### [Problem]
All lines holding the word "countdown" are to be copied from the records beneath.

[Dataset extract]

//! Cinematics domain: scripted countdown timelines around the fight.
//!
//! Pure timer scripts: they place actors and emit narration callouts at
//! fixed frame thresholds, but never touch health, combat state, or
//! cooldowns. The one exception is the mid-fight transition, whose heal and
//! regeneration are part of the match contract.

use bevy::ecs::message::MessageWriter;
use bevy::prelude::*;

use crate::combat::components::{ActionState, Facing, Health, Player, Rival};
use crate::content::FightTuning;
use crate::core::{
    CinematicTimers, FightPhase, FightRng, GamePhase, PhaseState, TickSet, in_phase,
};
use crate::fx::{CalloutEvent, ParticleBurstEvent, ShakeEvent};

/// Length of the narrative transition between the two fight phases.
pub const TRANSITION_TICKS: u32 = 180;

const RIVAL_GOLD: Color = Color::srgb(0.98, 0.83, 0.14);
const PLAYER_VIOLET: Color = Color::srgb(0.55, 0.47, 0.78);
const ALLY_GREEN: Color = Color::srgb(0.2, 0.66, 0.32);
const MENTOR_TAN: Color = Color::srgb(0.75, 0.6, 0.4);
const RUMBLE: Color = Color::srgba(1.0, 1.0, 1.0, 0.2);

pub struct CinematicsPlugin;

impl Plugin for CinematicsPlugin {
    fn build(&self, app: &mut App) {
        app.add_systems(
            FixedUpdate,
            (
                tick_intro.run_if(in_phase(GamePhase::Intro)),
                tick_pre_fight.run_if(in_phase(GamePhase::PreFight)),
                tick_approach.run_if(in_phase(GamePhase::Approach)),
                tick_transition.run_if(in_phase(GamePhase::Transition)),
            )
                .in_set(TickSet::Cinematic),
        );
    }
}

/// Slow zoom onto the waiting rival, with ambient rumble.
pub(crate) fn tick_intro(
    mut timers: ResMut<CinematicTimers>,
    mut state: ResMut<PhaseState>,
    mut rng: ResMut<FightRng>,
    mut callouts: MessageWriter<CalloutEvent>,
    rival: Query<&Transform, With<Rival>>,
) {
    timers.intro = timers.intro.saturating_sub(1);

    if rng.roll() < 0.1 {
        if let Ok(tf) = rival.single() {
            let size = 40.0 + rng.roll() * 40.0;
            callouts.write(CalloutEvent::flavor(
                tf.translation.truncate(),
                "~",
                RUMBLE,
                size,
            ));
        }
    }

    if timers.intro == 0 {
        state.phase = GamePhase::PreFight;
    }
}

/// The fallen-ally scene: fixed narration beats on a 300-tick countdown.
pub(crate) fn tick_pre_fight(
    mut timers: ResMut<CinematicTimers>,
    mut state: ResMut<PhaseState>,
    mut callouts: MessageWriter<CalloutEvent>,
    mut bursts: MessageWriter<ParticleBurstEvent>,
    mut shakes: MessageWriter<ShakeEvent>,
) {
    timers.pre_fight = timers.pre_fight.saturating_sub(1);
    let t = timers.pre_fight;

    match t {
        270 => {
            callouts.write(CalloutEvent::narration(
                Vec2::new(400.0, 150.0),
                "STAND AND FIGHT, TYRANT!",
                ALLY_GREEN,
                50.0,
            ));
        }
        250 => {
            callouts.write(CalloutEvent::narration(
                Vec2::new(400.0, 150.0),
                "CRYSTAL TEMPEST!",
                ALLY_GREEN,
                60.0,
            ));
        }
        180 => {
            callouts.write(CalloutEvent::narration(
                Vec2::new(800.0, 150.0),
                "TIME, HALT!",
                RIVAL_GOLD,
                70.0,
            ));
            shakes.write(ShakeEvent {
                intensity: 10.0,
                duration: 10,
            });
        }
        150 => {
            callouts.write(CalloutEvent::narration(
                Vec2::new(400.0, 150.0),
                "PERISH!",
                RIVAL_GOLD,
                80.0,
            ));
            bursts.write(ParticleBurstEvent {
                pos: Vec2::new(400.0, 80.0),
                color: Color::srgb(0.85, 0.1, 0.1),
                count: 60,
            });
            shakes.write(ShakeEvent {
                intensity: 20.0,
                duration: 20,
            });
        }
        100 => {
            callouts.write(CalloutEvent::narration(
                Vec2::new(300.0, 150.0),
                "NO--! HOLD ON!",
                MENTOR_TAN,
                50.0,
            ));
        }
        50 => {
            callouts.write(CalloutEvent::narration(
                Vec2::new(500.0, 150.0),
                "FUTILE!",
                RIVAL_GOLD,
                60.0,
            ));
            shakes.write(ShakeEvent {
                intensity: 15.0,
                duration: 15,
            });
        }
        _ => {}
    }

    if t > 200 && t < 250 && t % 5 == 0 {
        bursts.write(ParticleBurstEvent {
            pos: Vec2::new(500.0, 100.0),
            color: ALLY_GREEN,
            count: 15,
        });
    }

    if t == 0 {
        state.phase = GamePhase::Approach;
    }
}

/// The walk-in: both fighters close the gap while trading words.
pub(crate) fn tick_approach(
    tuning: Res<FightTuning>,
    mut timers: ResMut<CinematicTimers>,
    mut state: ResMut<PhaseState>,
    mut rng: ResMut<FightRng>,
    mut callouts: MessageWriter<CalloutEvent>,
    mut player: Query<
        (&mut Transform, &mut Facing, &mut ActionState),
        (With<Player>, Without<Rival>),
    >,
    mut rival: Query<
        (&mut Transform, &mut Facing, &mut ActionState),
        (With<Rival>, Without<Player>),
    >,
) {
    timers.approach = timers.approach.saturating_sub(1);
    let t = timers.approach;

    let Ok((mut p_tf, mut p_facing, mut p_state)) = player.single_mut() else {
        return;
    };
    let Ok((mut r_tf, mut r_facing, mut r_state)) = rival.single_mut() else {
        return;
    };

    // First tick of the scene: both fighters back on their marks.
    if t == 449 {
        p_tf.translation.x = tuning.player.spawn_x;
        r_tf.translation.x = tuning.rival.spawn_x;
        *p_facing = Facing::Right;
        *r_facing = Facing::Left;
        *p_state = ActionState::Idle;
        *r_state = ActionState::Idle;
    }

    match t {
        430 => {
            callouts.write(CalloutEvent::narration(
                Vec2::new(900.0, 200.0),
                "So you walked the whole way. Bold.",
                RIVAL_GOLD,
                45.0,
            ));
        }
        350 => {
            callouts.write(CalloutEvent::narration(
                Vec2::new(900.0, 200.0),
                "Running never crossed",
                RIVAL_GOLD,
                40.0,
            ));
            callouts.write(CalloutEvent::narration(
                Vec2::new(900.0, 160.0),
                "your mind?",
                RIVAL_GOLD,
                40.0,
            ));
        }
        250 => {
            callouts.write(CalloutEvent::narration(
                Vec2::new(200.0, 200.0),
                "I can't break your jaw",
                PLAYER_VIOLET,
                40.0,
            ));
            callouts.write(CalloutEvent::narration(
                Vec2::new(200.0, 160.0),
                "from over there.",
                PLAYER_VIOLET,
                40.0,
            ));
        }
        150 => {
            callouts.write(CalloutEvent::narration(
                Vec2::new(900.0, 200.0),
                "Then come. As close as you like.",
                RIVAL_GOLD,
                45.0,
            ));
        }
        _ => {}
    }

    if t < 150 && t > 10 {
        p_tf.translation.x += 1.5;
        r_tf.translation.x -= 1.5;
        *p_state = ActionState::Moving;
        *r_state = ActionState::Moving;
        if t % 20 == 0 {
            let size = 40.0;
            callouts.write(CalloutEvent::flavor(
                Vec2::new(p_tf.translation.x + 50.0, 30.0),
                "~",
                RUMBLE,
                size,
            ));
            callouts.write(CalloutEvent::flavor(
                Vec2::new(r_tf.translation.x - 50.0, 30.0),
                "~",
                RUMBLE,
                size,
            ));
        }
    } else {
        *p_state = ActionState::Idle;
        *r_state = ActionState::Idle;
    }

    // Consume a roll occasionally so long idles on the marks still rumble.
    if t <= 10 && rng.roll() < 0.05 {
        callouts.write(CalloutEvent::flavor(
            Vec2::new(600.0, 300.0),
            "~",
            RUMBLE,
            40.0,
        ));
    }

    if t == 0 {
        state.phase = GamePhase::Playing;
    }
}

/// Mid-fight transition: the player is mended by the fallen ally's parting
/// gift while the rival regenerates into the second, crueler phase.
pub(crate) fn tick_transition(
    tuning: Res<FightTuning>,
    mut timers: ResMut<CinematicTimers>,
    mut state: ResMut<PhaseState>,
    mut fight_phase: ResMut<FightPhase>,
    mut callouts: MessageWriter<CalloutEvent>,
    mut bursts: MessageWriter<ParticleBurstEvent>,
    mut player: Query<(&Transform, &mut Health), (With<Player>, Without<Rival>)>,
    mut rival: Query<&mut Health, (With<Rival>, Without<Player>)>,
) {
    let Ok((p_tf, mut p_health)) = player.single_mut() else {
        return;
    };
    let Ok(mut r_health) = rival.single_mut() else {
        return;
    };

    // Heal lands on the first transition tick.
    if timers.transition == TRANSITION_TICKS {
        p_health.heal(tuning.player.max_health * tuning.special.transition_heal_fraction);
        callouts.write(CalloutEvent::narration(
            Vec2::new(p_tf.translation.x, p_tf.translation.y + 100.0),
            "A PARTING GIFT...",
            ALLY_GREEN,
            60.0,
        ));
        bursts.write(ParticleBurstEvent {
            pos: p_tf.translation.truncate(),
            color: ALLY_GREEN,
            count: 50,
        });
    }

    timers.transition = timers.transition.saturating_sub(1);

    if timers.transition > 0 && timers.transition % 3 == 0 {
        bursts.write(ParticleBurstEvent {
            pos: p_tf.translation.truncate(),
            color: ALLY_GREEN,
            count: 1,
        });
    }

    // Back half of the window: the rival drinks itself back to full.
    let phase_two_max = tuning.rival.max_health * tuning.rival.phase_two_health_scale;
    if timers.transition < 120 {
        let regen = phase_two_max / 120.0;
        r_health.current = (r_health.current + regen).min(phase_two_max);
    }

    if timers.transition == 60 {
        callouts.write(CalloutEvent::narration(
            Vec2::new(600.0, 300.0),
            "THIS POWER... MAGNIFICENT!",
            RIVAL_GOLD,
            60.0,
        ));
    }

    if timers.transition == 0 {
        fight_phase.0 = 2;
        state.checkpoint = 2;
        r_health.max = phase_two_max;
        r_health.current = phase_two_max;
        state.phase = GamePhase::Playing;
        info!("fight phase 2 begins");
    }
}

[/Dataset extract]

### [Answer box]
//! Cinematics domain: scripted countdown timelines around the fight.
/// The fallen-ally scene: fixed narration beats on a 300-tick countdown.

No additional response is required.